Teachers on international contracts may need to do a visa run if they haven't entered on an employment visa and the process is started after entry. Many have to do it but generally it's only one visa run and costs covered by the school as well as organised.

If you enter mid way during a school year you are not paid fully for summer holidays and annual flight won't be until the full year. 

Unfortunately, without a contract they are doing what they like with you which is unethical and not an education environment you want to be in. As BedouGirl mentioned....cut your losses and find another school where you can ensure this experience helps you negotiate a correct package.
Even though the school year is about to start many schools have non starters in staff so put your name down with an agency or email your CV to the Deputy or Principals.


----------



## Bloomindale (Jun 22, 2014)

Hi,

I am suprised we are almost in the same boat. This is my experience: 

My new job (teaching) started in April and was informed that we ( company and myself) will sign the contract after a month. Unfortunately, it did not happen as the employer decided to postpone the employment visa process till my return this September. So technically speaking, I was working illegally on a tourist visa. 

For the 2 months of summer holiday, I was not given a salary but my employer paid for my airline ticket for this september from UK to UAE. As for the return trip home (UK), I have to fork out my own monies. Looking at the financial situation of the company, I don't think my colleagues are being paid during the summer holiday. 

Although I am bound to return, the company has yet to send an offer letter and entry visa. They claimed its too late to prepare them. 

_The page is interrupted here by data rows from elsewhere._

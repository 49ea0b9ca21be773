//! Abstract Syntax Tree types for SPLQ statements
//!
//! An SPLQ statement is a three-segment pipeline: a query, zero or more
//! operations (statistic aggregations) and zero or more post-processing
//! commands. The parser produces these types; both transpilers consume them
//! read-only.

use serde::{Deserialize, Serialize};
use std::fmt;

// ============================================================================
// FIELD TYPES
// ============================================================================

/// Value types a field reference can carry.
///
/// The type is inferred syntactically by the parser (quoted -> string,
/// numeric literal -> number, `/../` -> regexp, bracketed interval -> range)
/// and drives both name suffixing and value rendering.
#[derive(Debug, Clone, Copy, PartialEq, Eq, Hash, Serialize, Deserialize)]
#[serde(rename_all = "lowercase")]
pub enum FieldValueType {
    String,
    Number,
    Regexp,
    Range,
    Time,
}

impl fmt::Display for FieldValueType {
    fn fmt(&self, f: &mut fmt::Formatter<'_>) -> fmt::Result {
        let name = match self {
            FieldValueType::String => "string",
            FieldValueType::Number => "number",
            FieldValueType::Regexp => "regexp",
            FieldValueType::Range => "range",
            FieldValueType::Time => "time",
        };
        f.write_str(name)
    }
}

/// A parsed field value.
#[derive(Debug, Clone, PartialEq, Serialize, Deserialize)]
#[serde(untagged)]
pub enum FieldValue {
    Text(String),
    Num(f64),
}

impl fmt::Display for FieldValue {
    fn fmt(&self, f: &mut fmt::Formatter<'_>) -> fmt::Result {
        match self {
            FieldValue::Text(s) => f.write_str(s),
            FieldValue::Num(n) => f.write_str(&format_number(*n)),
        }
    }
}

/// Render a numeric value without a trailing `.0` for integral numbers.
///
/// `2.0` round-trips as `2`, which is what the grammar produced it from.
pub fn format_number(n: f64) -> String {
    if n.fract() == 0.0 && n.is_finite() && n.abs() < 1e15 {
        format!("{}", n as i64)
    } else {
        format!("{}", n)
    }
}

/// A field reference inside a condition.
#[derive(Debug, Clone, PartialEq, Serialize, Deserialize)]
pub struct Field {
    pub field_name: String,
    pub field_type: FieldValueType,
    pub field_value: Option<FieldValue>,
}

impl Field {
    pub fn new(
        name: impl Into<String>,
        field_type: FieldValueType,
        value: Option<FieldValue>,
    ) -> Self {
        Self {
            field_name: name.into(),
            field_type,
            field_value: value,
        }
    }

    /// Whether this is a system field (leading underscore). System fields
    /// bypass both type suffixing and catalog validation.
    pub fn is_system(&self) -> bool {
        self.field_name.starts_with('_')
    }
}

// ============================================================================
// QUERY SEGMENT
// ============================================================================

/// The query segment: condition groups connected by OR.
///
/// Invariant: at least one group.
#[derive(Debug, Clone, PartialEq, Serialize, Deserialize)]
pub struct Query {
    pub groups: Vec<Group>,
}

/// A condition group: conditions connected by AND.
///
/// Invariant: at least one condition.
#[derive(Debug, Clone, PartialEq, Serialize, Deserialize)]
pub struct Group {
    pub conditions: Vec<Condition>,
}

/// A single predicate, optionally negated with NOT.
#[derive(Debug, Clone, PartialEq, Serialize, Deserialize)]
pub struct Condition {
    pub node: ConditionNode,
    pub negated: bool,
}

impl Condition {
    pub fn new(node: ConditionNode) -> Self {
        Self {
            node,
            negated: false,
        }
    }

    pub fn negated(node: ConditionNode) -> Self {
        Self {
            node,
            negated: true,
        }
    }
}

/// The condition variants.
#[derive(Debug, Clone, PartialEq, Serialize, Deserialize)]
pub enum ConditionNode {
    /// Bare full-text token.
    SingleKeyword(String),
    /// Quoted phrase.
    UnionKeywords(String),
    /// Field comparison.
    KeyValue(Field),
    /// Parenthesized nested query.
    SubQuery(Query),
    /// Nested `search ...` sub-statement. Parse-only: neither transpiler
    /// nor the type checker accepts it.
    SubSearch(Box<Ast>),
}

impl ConditionNode {
    /// Variant name used in error messages.
    pub fn kind(&self) -> &'static str {
        match self {
            ConditionNode::SingleKeyword(_) => "SingleKeyword",
            ConditionNode::UnionKeywords(_) => "UnionKeywords",
            ConditionNode::KeyValue(_) => "KeyValue",
            ConditionNode::SubQuery(_) => "SubQuery",
            ConditionNode::SubSearch(_) => "SubSearch",
        }
    }
}

// ============================================================================
// OPERATION SEGMENT
// ============================================================================

/// Aggregation functions available in `stats`.
#[derive(Debug, Clone, Copy, PartialEq, Eq, Serialize, Deserialize)]
#[serde(rename_all = "lowercase")]
pub enum AggrFunc {
    Count,
    Max,
    Min,
    Sum,
    Avg,
}

impl AggrFunc {
    pub fn as_str(&self) -> &'static str {
        match self {
            AggrFunc::Count => "count",
            AggrFunc::Max => "max",
            AggrFunc::Min => "min",
            AggrFunc::Sum => "sum",
            AggrFunc::Avg => "avg",
        }
    }
}

/// An aggregate field inside a statistic operation.
///
/// `field_type` is string for count and number for the numeric aggregates;
/// the parser sets it, the formatters rely on it.
#[derive(Debug, Clone, PartialEq, Serialize, Deserialize)]
pub struct AggrField {
    pub field_name: String,
    pub field_type: FieldValueType,
    pub aggr: AggrFunc,
    pub alias: Option<String>,
    pub filter: Option<FilterField>,
}

impl AggrField {
    /// Plain field view, for the shared formatters.
    pub fn as_field(&self) -> Field {
        Field::new(self.field_name.clone(), self.field_type, None)
    }
}

/// Bucket ordering/limit attached to a group field. Parsed and carried but
/// not resolved into DSL output yet.
#[derive(Debug, Clone, PartialEq, Serialize, Deserialize)]
pub struct SortLimits {
    /// Alias of the metric to order buckets by.
    pub fn_alias: String,
    /// Maximum number of buckets to emit, 0 for unlimited.
    pub size: u64,
}

/// A grouping dimension inside a statistic operation.
#[derive(Debug, Clone, PartialEq, Serialize, Deserialize)]
pub struct GroupField {
    pub field_name: String,
    pub field_type: FieldValueType,
    pub sort_limits: Option<SortLimits>,
}

impl GroupField {
    pub fn as_field(&self) -> Field {
        Field::new(self.field_name.clone(), self.field_type, None)
    }
}

/// A metric filter expression (`field = n`, `field > n`, `field < n`) used
/// by statistic before/after filters.
#[derive(Debug, Clone, PartialEq, Serialize, Deserialize)]
pub struct FilterField {
    pub field_name: String,
    pub field_type: FieldValueType,
    pub field_value: FieldValue,
    pub operator: char,
}

/// The statistic operation payload.
#[derive(Debug, Clone, PartialEq, Serialize, Deserialize)]
pub struct Statistic {
    pub fields: Vec<AggrField>,
    pub group_by: Vec<GroupField>,
    pub filters: Vec<FilterField>,
}

/// Result-shaping operation. Statistic aggregation is the only variant;
/// keeping the enum makes every consumer exhaustiveness-checked when more
/// arrive.
#[derive(Debug, Clone, PartialEq, Serialize, Deserialize)]
pub enum Operation {
    Statistic(Statistic),
}

// ============================================================================
// COMMAND SEGMENT
// ============================================================================

/// Sort direction.
#[derive(Debug, Clone, Copy, PartialEq, Eq, Serialize, Deserialize)]
#[serde(rename_all = "lowercase")]
pub enum SortOrder {
    Asc,
    Desc,
}

impl SortOrder {
    pub fn as_str(&self) -> &'static str {
        match self {
            SortOrder::Asc => "asc",
            SortOrder::Desc => "desc",
        }
    }
}

/// A field in a `sort by` command. Order defaults to descending when absent.
#[derive(Debug, Clone, PartialEq, Serialize, Deserialize)]
pub struct SortField {
    pub field_name: String,
    pub field_type: FieldValueType,
    pub order: Option<SortOrder>,
}

/// A plain field selection (fields/table/top/rare/transaction).
#[derive(Debug, Clone, PartialEq, Serialize, Deserialize)]
pub struct SourceField {
    pub field_name: String,
    pub field_type: FieldValueType,
}

/// Payload of `top`/`rare`.
#[derive(Debug, Clone, PartialEq, Serialize, Deserialize)]
pub struct TopRare {
    pub count: u64,
    pub field: SourceField,
}

/// Payload of `transaction`.
#[derive(Debug, Clone, PartialEq, Serialize, Deserialize)]
pub struct Transaction {
    pub field: SourceField,
    pub max_open_txn: Option<u64>,
    pub max_open_events: Option<u64>,
}

/// Functions available in `eval`.
#[derive(Debug, Clone, Copy, PartialEq, Eq, Serialize, Deserialize)]
#[serde(rename_all = "lowercase")]
pub enum EvalFunc {
    Ceil,
    Floor,
    Abs,
    Max,
    Min,
}

impl EvalFunc {
    pub fn as_str(&self) -> &'static str {
        match self {
            EvalFunc::Ceil => "ceil",
            EvalFunc::Floor => "floor",
            EvalFunc::Abs => "abs",
            EvalFunc::Max => "max",
            EvalFunc::Min => "min",
        }
    }

    /// Binary functions take two expression arguments.
    pub fn is_binary(&self) -> bool {
        matches!(self, EvalFunc::Max | EvalFunc::Min)
    }
}

/// Arithmetic expression node for `eval`.
///
/// A `Seq` is a flat operand/operator run; a `Seq` nested inside another
/// `Seq` is a parenthesized sub-expression. Precedence is captured
/// structurally, not by arity: the parser only nests where the source was
/// parenthesized or where `*`/`/` bind tighter than `+`/`-`.
#[derive(Debug, Clone, PartialEq, Serialize, Deserialize)]
pub enum EvalExpr {
    Field(Field),
    Number(String),
    Operator(char),
    Seq(Vec<EvalExpr>),
}

/// Payload of `eval`.
#[derive(Debug, Clone, PartialEq, Serialize, Deserialize)]
pub struct Evaluation {
    pub new_field_name: String,
    pub func: EvalFunc,
    pub n1: EvalExpr,
    pub n2: Option<EvalExpr>,
}

/// Post-processing command.
///
/// Head/Tail/Top/Rare/Table/Transaction parse but are rejected by both
/// transpilers and by the type checker.
#[derive(Debug, Clone, PartialEq, Serialize, Deserialize)]
pub enum Command {
    Sort(Vec<SortField>),
    Limit(u64),
    Head(u64),
    Tail(u64),
    Top(TopRare),
    Rare(TopRare),
    Fields(Vec<SourceField>),
    Table(Vec<SourceField>),
    Transaction(Transaction),
    Eval(Evaluation),
}

impl Command {
    /// Command name used in SPL text and in error messages.
    pub fn name(&self) -> &'static str {
        match self {
            Command::Sort(_) => "sort",
            Command::Limit(_) => "limit",
            Command::Head(_) => "head",
            Command::Tail(_) => "tail",
            Command::Top(_) => "top",
            Command::Rare(_) => "rare",
            Command::Fields(_) => "fields",
            Command::Table(_) => "table",
            Command::Transaction(_) => "transaction",
            Command::Eval(_) => "eval",
        }
    }
}

// ============================================================================
// STATEMENT ROOT
// ============================================================================

/// How a new condition is linked to an existing query by the builder.
#[derive(Debug, Clone, Copy, PartialEq, Eq, Default, Serialize, Deserialize)]
pub enum ConditionLinker {
    #[default]
    And,
    Or,
}

/// A full parsed SPLQ statement: query, operations, commands.
#[derive(Debug, Clone, PartialEq, Serialize, Deserialize)]
pub struct Ast {
    pub query: Query,
    pub operations: Vec<Operation>,
    pub commands: Vec<Command>,
}

impl Ast {
    /// A statement with only a query segment.
    pub fn from_query(query: Query) -> Self {
        Self {
            query,
            operations: Vec::new(),
            commands: Vec::new(),
        }
    }
}
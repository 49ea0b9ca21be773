//! Error taxonomy for parsing, checking and transpiling
//!
//! Every kind is fatal to the current call; no partial DSL or SPL output is
//! ever returned alongside an error. Only `try_parse` converts a
//! [`SyntaxError`] into suggestion feedback instead of surfacing it.

use crate::ast::FieldValueType;
use std::fmt;
use thiserror::Error;

/// A position in the input, in characters.
#[derive(Debug, Clone, Copy, PartialEq, Eq, serde::Serialize, serde::Deserialize)]
pub struct Location {
    pub offset: usize,
    pub line: usize,
    pub column: usize,
}

/// One entry of the expected-token set attached to a syntax error.
#[derive(Debug, Clone, PartialEq, Eq, serde::Serialize, serde::Deserialize)]
pub struct ExpectedItem {
    /// Lexical-rule name, stable across releases; keys the suggestion
    /// catalog.
    pub rule: String,
    /// Human-readable description of the rule.
    pub description: String,
}

/// Malformed SPL input. Carries the farthest position reached, the set of
/// lexical rules that would have allowed the parse to continue there, and
/// the offending input fragment.
#[derive(Debug, Clone, PartialEq, Error, serde::Serialize, serde::Deserialize)]
pub struct SyntaxError {
    pub message: String,
    pub location: Location,
    pub expected: Vec<ExpectedItem>,
    pub found: Option<String>,
}

impl fmt::Display for SyntaxError {
    fn fmt(&self, f: &mut fmt::Formatter<'_>) -> fmt::Result {
        write!(
            f,
            "syntax error at line {}, column {}: {}",
            self.location.line, self.location.column, self.message
        )
    }
}

/// Type-catalog validation failures.
#[derive(Debug, Clone, PartialEq, Error)]
pub enum FieldTypeError {
    #[error("field \"{field}\" does not exist")]
    FieldNotFound { field: String },

    #[error("field \"{field}\" has no type information")]
    NoTypeInfo { field: String },

    #[error("field \"{field}\" cannot be used as {attempted}, allowed types: [{}]", format_types(.allowed))]
    TypeNotSupported {
        field: String,
        allowed: Vec<FieldValueType>,
        attempted: FieldValueType,
    },
}

fn format_types(types: &[FieldValueType]) -> String {
    types
        .iter()
        .map(|t| t.to_string())
        .collect::<Vec<_>>()
        .join(", ")
}

/// AST shapes the type checker refuses to walk. Deliberately stricter than
/// the transpilers: a new command needs both a resolver and a checker entry
/// before it passes here.
#[derive(Debug, Clone, PartialEq, Error)]
pub enum AstError {
    #[error("unsupported command for checking: {command}")]
    UnsupportedCommand { command: String },

    #[error("unsupported condition for checking: {condition}")]
    UnsupportedCondition { condition: String },
}

/// Condition variants the serializers cannot express.
#[derive(Debug, Clone, PartialEq, Error)]
pub enum ConditionError {
    #[error("unsupported condition type: {condition}")]
    Unsupported { condition: String },

    #[error("time-typed field values cannot be serialized yet")]
    TimeNotImplemented,
}

/// Operation shapes the serializers cannot express.
#[derive(Debug, Clone, PartialEq, Error)]
pub enum OperationError {
    #[error("only statistic operations are supported")]
    NotStatistic,

    #[error("statistic requires at least one aggregate field")]
    EmptyAggregates,

    #[error("only a single aggregate field is supported, got {count}")]
    MultipleAggregates { count: usize },
}

/// Command variants the serializers cannot express.
#[derive(Debug, Clone, PartialEq, Error)]
pub enum CommandError {
    #[error("unsupported command for translation: {command}")]
    Unsupported { command: String },
}

/// Umbrella error for the public API.
#[derive(Debug, Clone, PartialEq, Error)]
pub enum SplError {
    #[error(transparent)]
    Syntax(#[from] SyntaxError),

    #[error(transparent)]
    FieldType(#[from] FieldTypeError),

    #[error(transparent)]
    Ast(#[from] AstError),

    #[error(transparent)]
    Condition(#[from] ConditionError),

    #[error(transparent)]
    Operation(#[from] OperationError),

    #[error(transparent)]
    Command(#[from] CommandError),
}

Personally, I wonder if I should return as I feel that the company is not genuine. 

Have you thought of applying for another job? I hope you would be able to find a good solution for your situation.  






ADteacher said:


> Started in new position April 2015 in a private school - international hire.
> Still no visa, medical card or labor contract - only signed offer apparently
> 
> Contract states - all ADEC calendared holidays and public holidays nothing about prorata holidays. So I was a bit confused when other staff said don't expect to get paid!
> ...


----------



## BedouGirl (Sep 15, 2011)

Bloomindale said:


> Hi, I am suprised we are almost in the same boat. This is my experience: My new job (teaching) started in April and was informed that we ( company and myself) will sign the contract after a month. Unfortunately, it did not happen as the employer decided to postpone the employment visa process till my return this September. So technically speaking, I was working illegally on a tourist visa. For the 2 months of summer holiday, I was not given a salary but my employer paid for my airline ticket for this september from UK to UAE. As for the return trip home (UK), I have to fork out my own monies. Looking at the financial situation of the company, I don't think my colleagues are being paid during the summer holiday. Although I am bound to return, the company has yet to send an offer letter and entry visa. They claimed its too late to prepare them. Personally, I wonder if I should return as I feel that the company is not genuine. Have you thought of applying for another job? I hope you would be able to find a good solution for your situation.


If I was in your shoes, I wouldn't bother coming back. What can they do? They employed you illegally. They're not going to chase you for the cost of your flight. Write to them and say you are declining their offer. I've got a feeling they can't get visas, it could be their license is blocked for some reason or simply that they don't have the funds to pay the deposits and the fees.


----------



## Bloomindale (Jun 22, 2014)

Hi BedouGirl,

Thanks for your comment. 

Apart from working illegally, I was also requested by the employer to lie to the authority if they found out that I am working on a tourist visa. 

The reason for my visa delay is because the company is uncertain if I am worth the price. Just to let you know, my salary is below the average of what a regular british teacher would earn in the UAE and my accommodation is not provided. 

Honestly, I do not wish to return. But the thoughts of no return seems irresponsible on my part and I feel guilty for breaking a promise. 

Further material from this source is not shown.